Ao que parece Dumbledore,
o sábio e encarquilhado mago
que ganhou fama nos livros da
série "Harry Potter", vai se unir
a outras figuras de mídia, como
Ênio e Beto, de "Vila Sésamo",
e Tinky Winky, dos "Teletubbies". Para todos eles, surgiram
questões de orientação sexual.
E a criadora do personagem,
J.K. Rowling, afirmou, em discurso no Carnegie Hall, que
Dumbledore é gay.
Dumbledore? O maior mago
da era, cuja firme condução de
Hogwarts colocou o colégio interno britânico para aprendizes de feitiçaria na linha de
frente da guerra contra o mal?
O mesmo homem que orientou
Harry desde a infância, preparando o menino para sua última e maior batalha?
Mas é possível que Rowling
esteja equivocada sobre o personagem que ela mesma criou.
A escritora pode ter inventado Hogwarts e todos os magos
que lá vivem, pode ter criado a
mais influente série de livros
de fantasia desde J.R.R. Tolkien e pode ter tecido seus feitiços ao longo de milhares de
páginas e sete romances, mas
os livros não parecem oferecer
nenhum motivo convincente
para sua afirmação a posteriori.
É claro que não seria inconsistente que Dumbledore fosse
gay, mas aquilo que os livros relatam decerto não tornaria necessário que ele o fosse. A questão desvia atenções, e é por isso
que jamais surge nos livros em
si. Rowling pode pensar em
Dumbledore como gay, mas
não existe motivo para que outras pessoas o façam.

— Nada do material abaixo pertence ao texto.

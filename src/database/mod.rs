pub mod migrations;
pub mod schema;

pub use migrations::*;
pub use schema::*;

Sim, Dumbledore evidentemente reconhece que, no momento mais sombrio de sua vida, quando ele era adolescente
e se sentia "aprisionado e desperdiçado", a aparição de um
amigo carismático o "inflamou" e despertou nele sonhos
fantásticos de poder e influência. "Dois meninos inteligentes
e arrogantes compartilhando
uma obsessão", ele relembra,
resultaram em "dois meses de
insanidade". Mas seu arrependimento durou o resto da vida.
Que insanidade foi essa? Caso tenha sido primordialmente
um caso de atração sexual ou
identidade sexual, a reação de
Dumbledore se torna menos
plausível. Ele sentiu que havia
profundas traições latentes em
seu comportamento e suas
idéias durante o período.
Tinha problemas em aceitar
seus problemáticos irmãos; via
sua posição como mais importante do que era de fato; acreditava que os magos fossem superiores aos "trouxas". Essas
atitudes tiveram conseqüências trágicas, que terminaram
por alterar suas visões quanto à
virtude e ao poder. Ser ou não
gay é irrelevante.
Asceta típico
Quanto ao celibato pelo qual
ele optaria, parece servir como
eco a uma renúncia e uma devoção maiores. Afinal, é exatamente em torno disso que a literatura de fantasia gira. O
mestre dos magos não é um ser
sexual; ele deixou de lado suas
preocupações pessoais e se dedica a uma missão maior.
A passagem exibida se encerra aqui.